• **Exercise details**: Show all lines below holding the string "engine".

• **Stored data entries**:
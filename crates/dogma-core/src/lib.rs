//! dogma-core — the versioned-storage domain: revisions, entries, changes,
//! the per-repository commit engine, the query evaluator, and the
//! long-poll watch notifier.
//!
//! Storage is abstract: everything here runs against
//! [`dogma_git::ObjectStore`], so the same engine serves the plaintext git
//! backend and the encrypted key-value backend.

pub mod error;
pub mod model;
pub mod patch;
pub mod path;
pub mod query;
pub mod repository;

pub use error::{Error, Result};
pub use model::{
    Author, Change, ChangeContent, Commit, CommitMessage, Entry, EntryContent, EntryType, Markup,
    Revision,
};
pub use path::{FilePath, PathPattern};
pub use query::{MergeQuery, MergeSource, Query, QueryKind};
pub use repository::{
    FindOptions, MergedEntry, Repository, WatchListener, WatchSignal,
};
//! Merge queries — combine several JSON files into one document.
//!
//! Sources are merged left to right in the caller's declared order: objects
//! merge deeply with the right side winning on conflict, arrays and scalars
//! are replaced outright. Optional sources that are missing are skipped; a
//! missing required source fails the whole query. An optional JSON-path
//! filter runs after merging.

use serde_json::Value;

use crate::error::Error;
use crate::path::FilePath;
use crate::query::Query;

/// One source of a [`MergeQuery`].
#[derive(Clone, Debug, PartialEq, Eq)]
pub struct MergeSource {
    /// Path of a JSON file.
    pub path: FilePath,
    /// Skip silently when the file does not exist.
    pub optional: bool,
}

impl MergeSource {
    /// A required source — the merge fails if it is missing.
    ///
    /// # Errors
    /// [`Error::InvalidArgument`] for an invalid or non-`.json` path.
    pub fn required(path: &str) -> Result<Self, Error> {
        Self::build(path, false)
    }

    /// An optional source — skipped if missing.
    ///
    /// # Errors
    /// [`Error::InvalidArgument`] for an invalid or non-`.json` path.
    pub fn optional(path: &str) -> Result<Self, Error> {
        Self::build(path, true)
    }

    fn build(path: &str, optional: bool) -> Result<Self, Error> {
        let path = FilePath::new(path)?;
        if !path.is_json() {
            return Err(Error::invalid(format!(
                "merge sources must be .json files: {path}"
            )));
        }
        Ok(Self { path, optional })
    }
}

/// An ordered merge of JSON sources with an optional JSON-path postfilter.
#[derive(Clone, Debug, PartialEq, Eq)]
pub struct MergeQuery {
    /// Sources, in merge order (later wins).
    pub sources: Vec<MergeSource>,
    /// JSON-path expressions applied to the merged document, in order.
    pub expressions: Vec<String>,
}

impl MergeQuery {
    /// A merge query without a postfilter.
    ///
    /// # Errors
    /// [`Error::InvalidArgument`] when `sources` is empty.
    pub fn new(sources: Vec<MergeSource>) -> Result<Self, Error> {
        if sources.is_empty() {
            return Err(Error::invalid("merge query requires at least one source"));
        }
        Ok(Self {
            sources,
            expressions: Vec::new(),
        })
    }

    /// Add a JSON-path postfilter expression.
    #[must_use]
    pub fn with_expression(mut self, expression: impl Into<String>) -> Self {
        self.expressions.push(expression.into());
        self
    }

    /// Apply the postfilter (if any) to a merged document.
    ///
    /// # Errors
    /// [`Error::QueryFailed`] when an expression matches nothing.
    pub fn postfilter(&self, merged: Value) -> Result<Value, Error> {
        if self.expressions.is_empty() {
            return Ok(merged);
        }
        // Reuse the single-file JSON-path machinery; the first source names
        // the query for error messages.
        let query = Query {
            path: self.sources[0].path.clone(),
            kind: crate::query::QueryKind::JsonPath(self.expressions.clone()),
        };
        match query.apply(&crate::model::EntryContent::Json(merged))? {
            crate::model::EntryContent::Json(value) => Ok(value),
            crate::model::EntryContent::Text(_) => unreachable!("JSON-path yields JSON"),
        }
    }
}

/// Merge `overlay` into `base`: objects merge deeply (right wins per key),
/// everything else is replaced by `overlay`.
pub fn merge_values(base: &mut Value, overlay: Value) {
    match (base, overlay) {
        (Value::Object(base_map), Value::Object(overlay_map)) => {
            for (key, value) in overlay_map {
                match base_map.get_mut(&key) {
                    Some(existing) => merge_values(existing, value),
                    None => {
                        base_map.insert(key, value);
                    }
                }
            }
        }
        (base_slot, overlay) => *base_slot = overlay,
    }
}

#[cfg(test)]
mod tests {
    use serde_json::json;

    use super::*;

    #[test]
    fn objects_merge_deeply_right_wins() {
        let mut base = json!({"a": {"x": 1, "y": 2}, "keep": true});
        merge_values(&mut base, json!({"a": {"y": 3, "z": 4}}));
        assert_eq!(base, json!({"a": {"x": 1, "y": 3, "z": 4}, "keep": true}));
    }

    #[test]
    fn arrays_are_replaced_not_concatenated() {
        let mut base = json!({"list": [1, 2, 3]});
        merge_values(&mut base, json!({"list": [9]}));
        assert_eq!(base, json!({"list": [9]}));
    }

    #[test]
    fn scalars_are_replaced() {
        let mut base = json!({"k": "old"});
        merge_values(&mut base, json!({"k": 42}));
        assert_eq!(base, json!({"k": 42}));
    }

    #[test]
    fn type_change_replaces_wholesale() {
        let mut base = json!({"k": {"nested": 1}});
        merge_values(&mut base, json!({"k": [1]}));
        assert_eq!(base, json!({"k": [1]}));
    }

    #[test]
    fn sources_must_be_json() {
        assert!(MergeSource::required("/a.txt").is_err());
        assert!(MergeSource::optional("/a.json").is_ok());
    }

    #[test]
    fn empty_source_list_is_rejected() {
        assert!(MergeQuery::new(vec![]).is_err());
    }

    #[test]
    fn postfilter_applies_json_path() {
        let query = MergeQuery::new(vec![MergeSource::required("/a.json").unwrap()])
            .unwrap()
            .with_expression("$.a");
        assert_eq!(query.postfilter(json!({"a": 7})).unwrap(), json!(7));
    }
}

• **Expected output**:
//! the per-repository commit engine, the query evaluator, and the
//! [`dogma_git::ObjectStore`], so the same engine serves the plaintext git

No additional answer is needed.